=== Section Start ===
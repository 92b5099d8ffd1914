//! Mapwright store: name-keyed textual persistence for the domain model.
//!
//! Objects serialize to flat key/value records ([`FieldMap`]) behind the
//! [`TextStorage`](ports::TextStorage) port; [`WorldStore`] layers per-type
//! codecs and the two-pass reference resolver on top.

pub mod adapters;
pub mod codec;
pub mod error;
pub mod field_map;
pub mod map_document;
pub mod ports;
pub mod world;


pub use adapters::{FsStorage, MemoryStorage};
pub use error::StoreError;
pub use field_map::FieldMap;
pub use map_document::{CellRecord, EntityRecord, MapDocument};
pub use ports::{ImageSource, NullImageSource, RasterImage, TextStorage};
pub use world::{ResolveReport, UnresolvedReference, WorldSnapshot, WorldStore};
=== Section End ===
* THE PROBLEM:
Show the lines of the listing above with "TextStorage".

* EXERCISE SOLUTION:
//! [`TextStorage`](ports::TextStorage) port; [`WorldStore`] layers per-type
pub use ports::{ImageSource, NullImageSource, RasterImage, TextStorage};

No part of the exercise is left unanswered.